After the eclipse, we had a little lunch, and started our drive back to Agadez, camping near the oasis town of Fachi. Both lunch and dinner were basically pasta with a little tomato flavor and no vegetables or meat at all. The drive was across sand dunes, and included a pretty major bump coming off a dune. Ray hit the ceiling, but seems in good shape aside from a sore neck. A bump in a different car the next day produced more sore necks — our driver has become much more careful.

The other challenge is getting unstuck from the sand. They carry these little ladders which they put under the tires to provide traction. Sometimes people running along the car pick up the ladder once the car has gone over it and throw it on the other side of the tire to continue the traction. Once doing so knocked our exhaust pipe out of place.

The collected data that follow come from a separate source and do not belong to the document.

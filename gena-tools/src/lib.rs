//! External collaborators for the gena assistant.
//!
//! These wrap the two retrieval sources that are not part of the RAG
//! core: a tabular medical Q&A dataset searched by keyword, and the
//! arXiv search index.

pub mod arxiv;
pub mod error;
pub mod medical;

pub use arxiv::{ArxivClient, ArxivPaper};
pub use error::{Result, ToolError};
pub use medical::MedicalDataset;
//! Wire types for the `generateContent` endpoint.

use base64::Engine as _;
use base64::engine::general_purpose::STANDARD as BASE64;
use serde::{Deserialize, Serialize};

/// Inline binary data (an image) carried in a request part.
#[derive(Debug, Clone, Serialize, Deserialize, PartialEq, Eq)]
#[serde(rename_all = "camelCase")]
pub struct InlineData {
    /// MIME type of the data.
    pub mime_type: String,
    /// Base64-encoded bytes.
    pub data: String,
}

impl InlineData {
    /// Base64-encode raw bytes into an inline data part.
    pub fn from_bytes(mime_type: impl Into<String>, bytes: &[u8]) -> Self {
        Self { mime_type: mime_type.into(), data: BASE64.encode(bytes) }
    }
}

/// A single part of a content block: text or inline data.
#[derive(Debug, Clone, Serialize, Deserialize, PartialEq, Eq)]
pub enum Part {
    /// Plain text.
    #[serde(rename = "text")]
    Text(String),
    /// Inline binary data such as an image.
    #[serde(rename = "inlineData")]
    InlineData(InlineData),
}

/// A role-tagged sequence of parts.
#[derive(Debug, Clone, Serialize, Deserialize, PartialEq, Eq)]
pub struct Content {
    /// Author role (`user` or `model`). Omitted for system instructions.
    #[serde(skip_serializing_if = "Option::is_none")]
    pub role: Option<String>,
    /// The content parts, in order.
    pub parts: Vec<Part>,
}

impl Content {
    /// A user-role content block with the given parts.
    pub fn user(parts: Vec<Part>) -> Self {
        Self { role: Some("user".to_string()), parts }
    }

    /// A role-less content block holding a single text part, used for
    /// system instructions.
    pub fn system(text: impl Into<String>) -> Self {
        Self { role: None, parts: vec![Part::Text(text.into())] }
    }
}

/// Request body for `{model}:generateContent`.
#[derive(Debug, Clone, Serialize, PartialEq, Eq)]
#[serde(rename_all = "camelCase")]
pub struct GenerateContentRequest {
    /// The conversation contents.
    pub contents: Vec<Content>,
    /// Optional system instruction applied to the whole request.
    #[serde(skip_serializing_if = "Option::is_none")]
    pub system_instruction: Option<Content>,
}

impl GenerateContentRequest {
    /// Build a request from an instruction, prompt text, and optional image.
    pub fn new(instruction: Option<String>, prompt: String, image: Option<InlineData>) -> Self {
        let mut parts = vec![Part::Text(prompt)];
        if let Some(image) = image {
            parts.push(Part::InlineData(image));
        }
        Self {
            contents: vec![Content::user(parts)],
            system_instruction: instruction.map(Content::system),
        }
    }
}

/// One candidate answer in a generation response.
#[derive(Debug, Clone, Deserialize)]
#[serde(rename_all = "camelCase")]
pub struct Candidate {
    /// The generated content. Absent when the candidate was blocked.
    pub content: Option<Content>,
    /// Why generation stopped (`STOP`, `MAX_TOKENS`, `SAFETY`, ...).
    pub finish_reason: Option<String>,
}

/// Response body for `{model}:generateContent`.
#[derive(Debug, Clone, Default, Deserialize)]
#[serde(rename_all = "camelCase")]
pub struct GenerationResponse {
    /// The candidate completions, best first.
    #[serde(default)]
    pub candidates: Vec<Candidate>,
    /// The model version that served the request.
    pub model_version: Option<String>,
}

impl GenerationResponse {
    /// Concatenated text of the first candidate, empty if none.
    pub fn text(&self) -> String {
        self.candidates
            .first()
            .and_then(|c| c.content.as_ref())
            .map(|content| {
                content
                    .parts
                    .iter()
                    .filter_map(|part| match part {
                        Part::Text(text) => Some(text.as_str()),
                        Part::InlineData(_) => None,
                    })
                    .collect::<Vec<_>>()
                    .join("")
            })
            .unwrap_or_default()
    }
}
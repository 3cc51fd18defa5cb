//! Retrieval-augmented generation core for gena.
//!
//! The flow is a single pipeline composed per operation:
//!
//! - index: text → [`Chunker`] → [`EmbeddingProvider`] → [`VectorIndex`]
//! - query: question → [`EmbeddingProvider`] → [`VectorIndex::search`] →
//!   [`ContextAssembler`] → grounded prompt → `Generator`
//!
//! The [`VectorIndex`] is an append-only, persisted nearest-neighbor store
//! with exact cosine top-k search; [`RagPipeline`] orchestrates both entry
//! points and owns the transactional contract (a document is indexed fully
//! or not at all).

pub mod assembler;
pub mod chunking;
pub mod config;
pub mod document;
pub mod embedding;
pub mod error;
#[cfg(feature = "gemini")]
pub mod gemini;
pub mod index;
pub mod pipeline;

pub use assembler::ContextAssembler;
pub use chunking::{Chunker, FixedSizeChunker};
pub use config::RagConfig;
pub use document::{Chunk, Document, SearchResult};
pub use embedding::EmbeddingProvider;
pub use error::{RagError, Result};
#[cfg(feature = "gemini")]
pub use gemini::GeminiEmbeddingProvider;
pub use index::VectorIndex;
pub use pipeline::{NO_KNOWLEDGE_RESPONSE, RagPipeline, RagPipelineBuilder};
//! Generation capability trait consumed by the assistant handlers.

use async_trait::async_trait;
use serde::{Deserialize, Serialize};

use crate::error::Result;

/// An image attached inline to a generation request.
///
/// The data is base64-encoded, matching the wire format of the hosted
/// generation APIs.
#[derive(Debug, Clone, Serialize, Deserialize, PartialEq, Eq)]
pub struct InlineImage {
    /// MIME type of the image (`image/png`, `image/jpeg`).
    pub mime_type: String,
    /// Base64-encoded image bytes.
    pub data: String,
}

/// A composed request for the generation backend.
#[derive(Debug, Clone, Default, Serialize, Deserialize)]
pub struct GenerationRequest {
    /// Optional system-level instruction prepended to the conversation.
    #[serde(skip_serializing_if = "Option::is_none")]
    pub instruction: Option<String>,
    /// The user-facing prompt text.
    pub prompt: String,
    /// Optional inline image for multimodal requests.
    #[serde(skip_serializing_if = "Option::is_none")]
    pub image: Option<InlineImage>,
}

impl GenerationRequest {
    /// Create a text-only request with no instruction.
    pub fn text(prompt: impl Into<String>) -> Self {
        Self { instruction: None, prompt: prompt.into(), image: None }
    }

    /// Set the system instruction.
    #[must_use]
    pub fn with_instruction(mut self, instruction: impl Into<String>) -> Self {
        self.instruction = Some(instruction.into());
        self
    }

    /// Attach an inline image.
    #[must_use]
    pub fn with_image(mut self, image: InlineImage) -> Self {
        self.image = Some(image);
        self
    }
}

/// A backend that turns a composed prompt into generated text.
///
/// Calls are blocking network I/O from the caller's perspective and must
/// respect a deadline internally; an expired deadline surfaces as
/// [`AssistantError::UpstreamTimeout`](crate::AssistantError::UpstreamTimeout)
/// rather than hanging.
#[async_trait]
pub trait Generator: Send + Sync {
    /// Generate a response for the given request.
    async fn generate(&self, request: GenerationRequest) -> Result<String>;

    /// The backend's model name, for display and logging.
    fn name(&self) -> &str;
}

March 30 Arbre de Tenere (lunch), camp near Agadez

We went into Fachi briefly to get water. We were mobbed by kids asking for gifts.

The morning drive was across sand dunes, and was plagued by continuously getting stuck in the sand. Some drivers got stuck constantly, and apparently one never got stuck at all. It’s an art, I guess.

It seemed to take awhile, but we eventually found Arbre de Tenere, where a large tree once stood, reputedly hundreds of kilometers from any other tree. It was killed in a car crash, and is now in a museum in the capital. A metal monument stands at the site now. There’s also a well with great echoes.

Now it’s the last night of camping in the desert (unless the hotels are overbooked again tomorrow, which seems likely), and the wind has died down. Tomorrow we return to Agadez, showers, laundry, electricity, the Internet, and dinner in a nice restaurant. We’ll also find out what the plans are for our car trip to Cotonou, Benin.

March 31 Hotel de l’Aïr, Agadez.

We got on the road at the usual time this morning and drove through a combination of sand dunes, sandstorms, tiny forests with nameless unnumbered tracks on which the caravan got separated, gravelly bits of sharp gravel, gravelly bits of rounded gravel, and arrived in Agadez, 140 km up the road, 6 hours later. Since then we’ve had fresh mango juice and done a bit of shopping, not nearly enough to satisfy the two dozen touts who lurk with their knives and brass camels and masks. After Bilma and Dirkou and Fachi, it’s nice to see people who have something actually to offer, rather than merely asking for gifts. Ellen bought a rock, a plain ordinary rock, from a tiny child in Fachi, just to reward the behavior of offering something in return for the cadeau that is begged.